Operated by Premier Marinas, the marina provides 1,600 berths along with various ancillary services including a boatyard and fuel berth. Other marina services including boat sales, equipment shops and boat trips are provided by a variety of commercial operators.

The RNLI operates an inshore lifeboat from a station built in 2000 on the west quay.

===Attractions and businesses===
- David Lloyd Leisure
- McDonald's
- Asda
- Cineworld
- Hollywood Bowl
- The Works Outlet
- Globalls
- Malmaison Hotel
- Prezzo
- Pizza Express
- Nando's
- Wetherspoons

==Residential==
On the east and south side of the marina there are a number of residential buildings made up of townhouses and apartments, some of which come with their own moorings.

==Expansion plans==

===Outer Harbour Development===
Planning permission for a new district of the marina to contain 853 new apartments, cafés, bars and restaurants was approved by Brighton & Hove City Council in July 2006. The development is planned for the south-western part of the marina and would partly sit on stilts over the main spending beach. The centrepiece building is to be a skyscraper dubbed The Roaring Forties which would stand at 40 storeys tall and include a public viewing platform on the top floor. Two new pedestrian bridges are to be included in the scheme: one retractable bridge to link the marina arms and the second to link the western beach with the new scheme. The developers are Brunswick Developments and the architects are Wilkinson Eyre.
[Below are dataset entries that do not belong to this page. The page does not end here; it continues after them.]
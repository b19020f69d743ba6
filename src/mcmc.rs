use crate::clust::Clustering;
use crate::error::{Error, Result};
use crate::folds::Folds;
use crate::imm::InfiniteMixture;
use crate::mixture::MixtureUpdater;
use crate::prelude::Density;

use nalgebra::DMatrix;
use rand::prelude::*;
use tracing::trace;

/// Draws one column index per row of `like` with probability proportional to its entries.
///
/// A row whose entries do not add up to a positive finite total is an error.
pub fn sample_categorical<R: Rng>(like: &DMatrix<f64>, rng: &mut R) -> Result<Vec<usize>> {
    let mut draws = Vec::with_capacity(like.nrows());
    for (item, row) in like.row_iter().enumerate() {
        if row.iter().any(|w| *w < 0.0 || !w.is_finite()) {
            return Err(Error::DegenerateLikelihood { item });
        }
        let total: f64 = row.iter().sum();
        if !(total > 0.0) || !total.is_finite() {
            return Err(Error::DegenerateLikelihood { item });
        }
        let target = rng.random::<f64>() * total;
        let mut cumulative = 0.0;
        let mut last_positive = 0;
        let mut draw = None;
        for (j, w) in row.iter().enumerate() {
            if *w > 0.0 {
                last_positive = j;
                cumulative += w;
                if target < cumulative {
                    draw = Some(j);
                    break;
                }
            }
        }
        // Rounding can leave the target just past the last cumulative sum.
        draws.push(draw.unwrap_or(last_positive));
    }
    Ok(draws)
}

//

/// The outcomes an indicator can take besides the `k` active components and a new one.
#[derive(Debug, Clone, PartialEq)]
pub enum Outcomes {
    Components,
    /// A background class with a fixed density, chosen a priori with a per-item probability.
    WithNull {
        density: Density,
        probabilities: Vec<f64>,
    },
}

impl Outcomes {
    pub fn has_null(&self) -> bool {
        matches!(self, Outcomes::WithNull { .. })
    }

    /// The outcome set restricted to `items`, in that order.
    pub fn select(&self, items: &[usize]) -> Self {
        match self {
            Outcomes::Components => Outcomes::Components,
            Outcomes::WithNull {
                density,
                probabilities,
            } => Outcomes::WithNull {
                density: *density,
                probabilities: items.iter().map(|&i| probabilities[i]).collect(),
            },
        }
    }

    /// Adds the null column in front of `like` and scales the rest by the probability
    /// of not being null.
    pub fn conditional_likelihood(&self, like: DMatrix<f64>) -> DMatrix<f64> {
        match self {
            Outcomes::Components => like,
            Outcomes::WithNull {
                density,
                probabilities,
            } => DMatrix::from_fn(like.nrows(), like.ncols() + 1, |i, j| {
                let p = probabilities[i];
                if j == 0 {
                    p * *density
                } else {
                    (1.0 - p) * like[(i, j - 1)]
                }
            }),
        }
    }

    /// Turns column draws into labels given `k` active components. Every draw of the
    /// new-component column gets its own fresh label `k, k + 1, ...`.
    pub fn assign(&self, draws: &[usize], k: usize) -> Clustering {
        let offset = usize::from(self.has_null());
        let mut next = k;
        let labels = draws
            .iter()
            .map(|&draw| {
                if draw < offset {
                    None
                } else if draw - offset < k {
                    Some(draw - offset)
                } else {
                    next += 1;
                    Some(next - 1)
                }
            })
            .collect();
        Clustering::from_vector(labels)
    }
}

//

/// One Gibbs sweep over all observations: draws the indicators, compacts them and
/// redraws the parameters. Returns the total weighted likelihood of every observation
/// before the sweep.
pub fn simple_update<M, R>(
    model: &mut InfiniteMixture<M>,
    x: &DMatrix<f64>,
    clustering: &mut Clustering,
    plike: &[f64],
    outcomes: &Outcomes,
    rng: &mut R,
) -> Result<Vec<f64>>
where
    M: MixtureUpdater,
    R: Rng,
{
    let like = model.likelihood(x, plike)?;
    let totals = row_sums(&like);
    *clustering = model.draw_indicators(like, outcomes, rng)?;
    model.reduce(clustering);
    model.update(x, clustering, rng)?;
    Ok(totals)
}

/// One sweep with the parameters refit on all folds but one before the indicators of the
/// held-out fold are drawn. Returns the held-out likelihood of every observation.
pub fn cross_validated_update<M, R>(
    model: &mut InfiniteMixture<M>,
    x: &DMatrix<f64>,
    clustering: &mut Clustering,
    plike: &[f64],
    outcomes: &Outcomes,
    folds: &Folds,
    rng: &mut R,
) -> Result<Vec<f64>>
where
    M: MixtureUpdater,
    R: Rng,
{
    let mut held_out = vec![0.0; x.nrows()];
    for fold in 0..folds.n_folds() {
        let (test, train) = folds.split(fold);

        let mut train_clustering = clustering.subset(&train);
        model.reduce(&mut train_clustering);
        clustering.scatter(&train, &train_clustering);
        model.update(&x.select_rows(&train), &train_clustering, rng)?;

        let test_plike: Vec<f64> = test.iter().map(|&i| plike[i]).collect();
        let like = model.likelihood(&x.select_rows(&test), &test_plike)?;
        for (&item, total) in test.iter().zip(row_sums(&like)) {
            held_out[item] = total;
        }
        let drawn = model.draw_indicators(like, &outcomes.select(&test), rng)?;
        clustering.scatter(&test, &drawn);
        trace!(
            fold,
            n_held_out = test.len(),
            k = model.n_components(),
            "refit without fold"
        );
    }
    Ok(held_out)
}

pub(crate) fn row_sums(like: &DMatrix<f64>) -> Vec<f64> {
    like.row_iter().map(|row| row.sum()).collect()
}

#[cfg(test)]
mod tests_mcmc {
    use super::*;
    use crate::prelude::{seeded_rng, Mass};
    use crate::testing::assert_goodness_of_fit;
    use proptest::prelude::*;

    #[test]
    fn test_sample_categorical_goodness_of_fit() {
        let mut rng = seeded_rng(17);
        let weights = [0.5, 0.0, 2.0, 1.0, 0.25, 0.25];
        let total: f64 = weights.iter().sum();
        let probabilities: Vec<f64> = weights.iter().map(|w| w / total).collect();
        let like = DMatrix::from_row_slice(1, weights.len(), &weights);
        let sample_closure = || sample_categorical(&like, &mut rng).unwrap()[0];
        if let Some(string) = assert_goodness_of_fit(10000, &probabilities, sample_closure, 0.001)
        {
            panic!("{}", string);
        }
    }

    #[test]
    fn test_sample_categorical_never_picks_zero_weight() {
        let mut rng = seeded_rng(2);
        let like = DMatrix::from_row_slice(3, 3, &[0.0, 1.0, 0.0, 1e-300, 0.0, 0.0, 0.0, 0.0, 7.0]);
        for _ in 0..1000 {
            assert_eq!(sample_categorical(&like, &mut rng).unwrap(), vec![1, 0, 2]);
        }
    }

    #[test]
    fn test_sample_categorical_degenerate_rows() {
        let mut rng = seeded_rng(3);
        let zero = DMatrix::from_row_slice(2, 2, &[1.0, 1.0, 0.0, 0.0]);
        assert_eq!(
            sample_categorical(&zero, &mut rng),
            Err(Error::DegenerateLikelihood { item: 1 })
        );
        let nan = DMatrix::from_row_slice(1, 2, &[f64::NAN, 1.0]);
        assert_eq!(
            sample_categorical(&nan, &mut rng),
            Err(Error::DegenerateLikelihood { item: 0 })
        );
        let negative = DMatrix::from_row_slice(1, 2, &[-1.0, 2.0]);
        assert_eq!(
            sample_categorical(&negative, &mut rng),
            Err(Error::DegenerateLikelihood { item: 0 })
        );
    }

    #[test]
    fn test_assign() {
        let clustering = Outcomes::Components.assign(&[0, 2, 1, 2, 0, 2], 2);
        assert_eq!(
            clustering.labels(),
            &[Some(0), Some(2), Some(1), Some(3), Some(0), Some(4)]
        );
        let outcomes = Outcomes::WithNull {
            density: Density::new(1.0),
            probabilities: vec![0.5; 5],
        };
        let clustering = outcomes.assign(&[0, 1, 2, 2, 0], 1);
        assert_eq!(clustering.labels(), &[None, Some(0), Some(1), Some(2), None]);
    }

    #[test]
    fn test_assign_without_components() {
        let clustering = Outcomes::Components.assign(&[0, 0, 0], 0);
        assert_eq!(clustering.labels(), &[Some(0), Some(1), Some(2)]);
        assert_eq!(clustering.n_clusters(), 3);
    }

    #[test]
    fn test_conditional_likelihood() {
        let like = DMatrix::from_row_slice(2, 2, &[1.0, 2.0, 3.0, 4.0]);
        assert_eq!(Outcomes::Components.conditional_likelihood(like.clone()), like);
        let outcomes = Outcomes::WithNull {
            density: Density::new(2.0),
            probabilities: vec![0.25, 1.0],
        };
        let conditional = outcomes.conditional_likelihood(like);
        assert_eq!(
            conditional,
            DMatrix::from_row_slice(2, 3, &[0.5, 0.75, 1.5, 2.0, 0.0, 0.0])
        );
    }

    #[test]
    fn test_select() {
        let outcomes = Outcomes::WithNull {
            density: Density::new(1.0),
            probabilities: vec![0.1, 0.2, 0.3, 0.4],
        };
        assert_eq!(
            outcomes.select(&[3, 1]),
            Outcomes::WithNull {
                density: Density::new(1.0),
                probabilities: vec![0.4, 0.2],
            }
        );
        assert_eq!(Outcomes::Components.select(&[0]), Outcomes::Components);
    }

    fn two_groups() -> DMatrix<f64> {
        DMatrix::from_fn(40, 1, |i, _| {
            let center = if i < 20 { -3.0 } else { 3.0 };
            center + 0.05 * (i % 5) as f64
        })
    }

    #[test]
    fn test_simple_update_keeps_state_consistent() {
        let mut rng = seeded_rng(8);
        let x = two_groups();
        let mut model = InfiniteMixture::new(Mass::new(0.5), 1);
        model.set_priors(&x).unwrap();
        let plike = model.likelihood_under_the_prior(&x).unwrap();
        let mut clustering = Clustering::one_cluster(40);
        for _ in 0..20 {
            let like = simple_update(
                &mut model,
                &x,
                &mut clustering,
                &plike,
                &Outcomes::Components,
                &mut rng,
            )
            .unwrap();
            assert_eq!(like.len(), 40);
            assert!(like.iter().all(|l| *l > 0.0 && l.is_finite()));
            assert_eq!(clustering.n_clusters(), model.n_components());
            assert_eq!(model.weights().len(), model.n_components() + 1);
            assert!(clustering.sizes().iter().all(|&size| size > 0));
        }
    }

    #[test]
    fn test_cross_validated_update_leave_one_out() {
        let mut rng = seeded_rng(9);
        let x = two_groups();
        let mut model = InfiniteMixture::new(Mass::new(0.5), 1);
        model.set_priors(&x).unwrap();
        let plike = model.likelihood_under_the_prior(&x).unwrap();
        let mut clustering = Clustering::one_cluster(40);
        let folds = Folds::random(40, 40, &mut rng).unwrap();
        let like = cross_validated_update(
            &mut model,
            &x,
            &mut clustering,
            &plike,
            &Outcomes::Components,
            &folds,
            &mut rng,
        )
        .unwrap();
        assert!(like.iter().all(|l| *l > 0.0 && l.is_finite()));
        assert_eq!(clustering.n_null(), 0);
    }

    #[test]
    fn test_cross_validated_update_single_fold() {
        let mut rng = seeded_rng(10);
        let x = two_groups();
        let mut model = InfiniteMixture::new(Mass::new(0.5), 1);
        model.set_priors(&x).unwrap();
        let plike = model.likelihood_under_the_prior(&x).unwrap();
        let mut clustering = Clustering::one_cluster(40);
        let folds = Folds::random(1, 40, &mut rng).unwrap();
        let like = cross_validated_update(
            &mut model,
            &x,
            &mut clustering,
            &plike,
            &Outcomes::Components,
            &folds,
            &mut rng,
        )
        .unwrap();
        // Nothing is left to train on, so only the prior predictive remains.
        assert_eq!(model.n_components(), 0);
        for (l, p) in like.iter().zip(plike.iter()) {
            assert!((l - p).abs() <= 1e-12 * p);
        }
        let mut labels: Vec<usize> = clustering.labels().iter().flatten().copied().collect();
        labels.sort_unstable();
        assert_eq!(labels, (0..40).collect::<Vec<_>>());
    }

    proptest! {
        #[test]
        fn prop_new_labels_are_distinct(
            draws in prop::collection::vec(0_usize..5, 0..50),
            with_null in any::<bool>(),
        ) {
            let k = if with_null { 3 } else { 4 };
            let outcomes = if with_null {
                Outcomes::WithNull { density: Density::new(1.0), probabilities: vec![0.5; draws.len()] }
            } else {
                Outcomes::Components
            };
            let clustering = outcomes.assign(&draws, k);
            let new_column = if with_null { k + 1 } else { k };
            let mut fresh: Vec<usize> = draws
                .iter()
                .zip(clustering.labels())
                .filter(|(draw, _)| **draw == new_column)
                .map(|(_, label)| label.unwrap())
                .collect();
            let n_new = fresh.len();
            prop_assert!(fresh.iter().all(|&label| label >= k));
            fresh.sort_unstable();
            fresh.dedup();
            prop_assert_eq!(fresh.len(), n_new);
            prop_assert_eq!(clustering.n_null(), if with_null { draws.iter().filter(|d| **d == 0).count() } else { 0 });
        }
    }
}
In 2006, CABE highlighted the development as one of four national developments demonstrating best practice in design and planning.

Until 2013 no significant building work has started and the whole project had been put on hold in view of the poor financial climate. However, in April 2013, Brunswick Developments announced that construction would commence in September 2013. This part of the development is known as Phase 1 and includes two buildings on the West Quay made up of 195 flats, a RNLI building and seven restaurants.

=== Inner Harbour Development ===
A planning application to redevelop much of the west side of the marina was submitted in September 2007. The plans included several tall apartment blocks (the tallest would be Marina Point which would be 28 storeys high and Quayside which was to be 16 storeys), various new retail provisions including small shops, a new central square (where the current roundabout stands) and an "eco park", connected to the Undercliff Walk. The ASDA supermarket would be demolished and rebuilt to a larger size with car parking underground and apartments above, freeing up the considerable space presently used for its open-air car park, allowing for further development. The petrol station and McDonald's would also be demolished and rebuilt under this scheme. Around five new apartment blocks would be added to the marina in total. The developers were Explore Living, a division of Laing O'Rourke, and the architects were Allies and Morrison.

Planning permission was refused in December 2008. The developer appealed against the planning decision and a public inquiry commenced in November 2009. The appeal was dismissed in July 2010.